FP: Lightning round: What are the three books you’ve been reading recently?
BC: I am reading H.W. Brands’s book on FDR. I am reading the new biography of Gabriel García Márquez, and I just finished Joshua Cooper Ramo’s book, which I thought was actually quite good, but I think he should write another one and think about the practical applications of the strategic insights and the theoretical insights.
FP: Top three leaders that people should pay attention to, other than Obama.
BC: The prime minister of Australia, Kevin Michael Rudd — he is really smart. He has a thirst to know and figure out how to do things.
I think people should study what Paul Kagame did in Rwanda. It is the only country in the world that has more women than men in Parliament (obviously part of the demographic is from the genocide). It may not be perfect, but Rwanda has the greatest capacity of any developing country I have seen to accept outside help and make use of it. It’s hard to accept help. They’ve done that. And how in God’s name does he get every adult in the country to spend one Saturday every month cleaning the streets? And what has the psychological impact of that been? The identity impact? The president says it’s not embarrassing, it’s not menial work, it’s a way of expressing your loyalty to and your pride in your country. How do you change your attitudes about something that you think you know what it means? How did he pull that off?
There are lots of fascinating leaders in Latin America worth studying. But I think it’s worth looking at Colombia. How has Medellín been given back to the people of Colombia? We all know President Uribe has faced criticism in the U.S., but how did Medellín go from being the drug capital of the world, one of the most dangerous places on Earth, to the host city of the 50th anniversary of the Inter-American Development Bank? I would look at that.

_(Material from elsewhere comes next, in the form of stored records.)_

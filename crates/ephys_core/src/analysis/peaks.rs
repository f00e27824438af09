//! Peak and trough detection over a cursor-bounded region.
//!
//! A sample is a candidate extremum when it is strictly greater (peaks) or
//! strictly less (troughs) than both neighbors. Candidates are filtered by
//! height and prominence, then thinned so no two accepted extrema of the
//! same polarity sit closer than the minimum distance; the taller candidate
//! wins, earlier index on ties. Trough height and prominence are evaluated
//! on the negated trace, mirroring peak semantics.

use tracing::debug;

use super::region::Region;
use super::types::{AnalysisError, AnalysisResult, Peak, Polarity};

/// Constraints for peak/trough detection.
#[derive(Debug, Clone, PartialEq)]
pub struct PeakConfig {
    /// Minimum extremum height (on the negated trace for troughs).
    pub min_height: Option<f64>,
    /// Minimum distance between accepted extrema of the same polarity, in
    /// samples. Must be at least 1.
    pub min_distance: usize,
    /// Minimum prominence: vertical drop to the highest base on either side
    /// before a taller sample is encountered.
    pub min_prominence: Option<f64>,
}

impl Default for PeakConfig {
    fn default() -> Self {
        Self {
            min_height: None,
            min_distance: 1,
            min_prominence: None,
        }
    }
}

/// Detect peaks and troughs in the region, merged in index order.
///
/// An all-constant or too-short region yields an empty sequence, not an
/// error. Peak indices and times are absolute within the sweep buffer.
pub fn detect(
    buffer: &[f64],
    region: &Region,
    sample_rate: f64,
    config: &PeakConfig,
) -> AnalysisResult<Vec<Peak>> {
    if config.min_distance == 0 {
        return Err(AnalysisError::InvalidParameter(
            "minimum peak distance must be at least 1 sample".into(),
        ));
    }
    if sample_rate <= 0.0 {
        return Err(AnalysisError::InvalidParameter(format!(
            "sample rate must be positive, got {sample_rate}"
        )));
    }
    let window = region.slice(buffer)?;

    let maxima = detect_one_polarity(window, config);
    let negated: Vec<f64> = window.iter().map(|x| -x).collect();
    let minima = detect_one_polarity(&negated, config);

    let mut result: Vec<Peak> = maxima
        .into_iter()
        .map(|i| make_peak(buffer, region, sample_rate, i, Polarity::Peak))
        .chain(
            minima
                .into_iter()
                .map(|i| make_peak(buffer, region, sample_rate, i, Polarity::Trough)),
        )
        .collect();
    result.sort_by_key(|p| p.index);

    debug!(count = result.len(), "peak detection finished");
    Ok(result)
}

fn make_peak(
    buffer: &[f64],
    region: &Region,
    sample_rate: f64,
    window_index: usize,
    polarity: Polarity,
) -> Peak {
    let index = region.start() + window_index;
    Peak {
        index,
        time_secs: index as f64 / sample_rate,
        value: buffer[index],
        polarity,
    }
}

/// Find maxima in `signal` (troughs are maxima of the negated trace).
/// Returns window-relative indices in ascending order.
fn detect_one_polarity(signal: &[f64], config: &PeakConfig) -> Vec<usize> {
    if signal.len() < 3 {
        return Vec::new();
    }

    let mut candidates: Vec<usize> = (1..signal.len() - 1)
        .filter(|&i| signal[i] > signal[i - 1] && signal[i] > signal[i + 1])
        .collect();

    if let Some(h) = config.min_height {
        candidates.retain(|&i| signal[i] >= h);
    }
    if let Some(p) = config.min_prominence {
        candidates.retain(|&i| prominence(signal, i) >= p);
    }

    // Greedy suppression: taller candidates claim their neighborhood first,
    // earlier index wins a tie.
    let mut by_priority = candidates.clone();
    by_priority.sort_by(|&a, &b| {
        signal[b]
            .partial_cmp(&signal[a])
            .unwrap_or(std::cmp::Ordering::Equal)
            .then(a.cmp(&b))
    });

    let mut accepted: Vec<usize> = Vec::new();
    for i in by_priority {
        let suppressed = accepted
            .iter()
            .any(|&j| i.abs_diff(j) < config.min_distance);
        if !suppressed {
            accepted.push(i);
        }
    }
    accepted.sort_unstable();
    accepted
}

/// Prominence of the candidate at `i`: vertical drop from the candidate to
/// the higher of the two bases, where each base is the lowest sample between
/// the candidate and the nearest taller sample (or the window edge).
fn prominence(signal: &[f64], i: usize) -> f64 {
    let mut left_base = signal[i];
    for j in (0..i).rev() {
        if signal[j] > signal[i] {
            break;
        }
        left_base = left_base.min(signal[j]);
    }

    let mut right_base = signal[i];
    for &value in &signal[i + 1..] {
        if value > signal[i] {
            break;
        }
        right_base = right_base.min(value);
    }

    signal[i] - left_base.max(right_base)
}
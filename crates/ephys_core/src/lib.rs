//! Ephys Core - Signal analysis engine for electrophysiology recordings
//!
//! This crate contains the analysis logic for multi-sweep, multi-channel
//! time-series recordings with zero UI dependencies. It can be driven by a
//! GUI viewer, a CLI tool, or tests.
//!
//! The engine consumes raw sample buffers, cursor positions, and parameter
//! sets as plain values and returns analysis records (measurements,
//! statistics, peaks, blocks, insert candidates) suitable for tabular
//! display or export by the caller.

pub mod analysis;
pub mod config;
pub mod logging;
pub mod session;

/// Returns the crate version.
pub fn version() -> &'static str {
    env!("CARGO_PKG_VERSION")
}

#[cfg(test)]
mod tests {
    use super::*;

    #[test]
    fn version_returns_value() {
        assert!(!version().is_empty());
    }
}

I would look at another guy, José Ramos-Horta, the president of the first country in the 21st century, East Timor. Is it too small to be a nation? Can you get too small? Can your courageous fight for independence and freedom lead you to an economic unit that is not going to have a population or a geographic base big enough to take care of your folks? How are the Kosovars going to avoid that?
FP: Is there any country you haven’t been to yet that you want to go to?
BC: I want to go to Mongolia and ride a horse across the steppes and pretend I am in Genghis Khan’s horde — but I’m not hurting anybody! I want to go to Antarctica. There are places where I have been where I have only been working. I would like to take Hillary to climb Kilimanjaro, while there is still snow up there.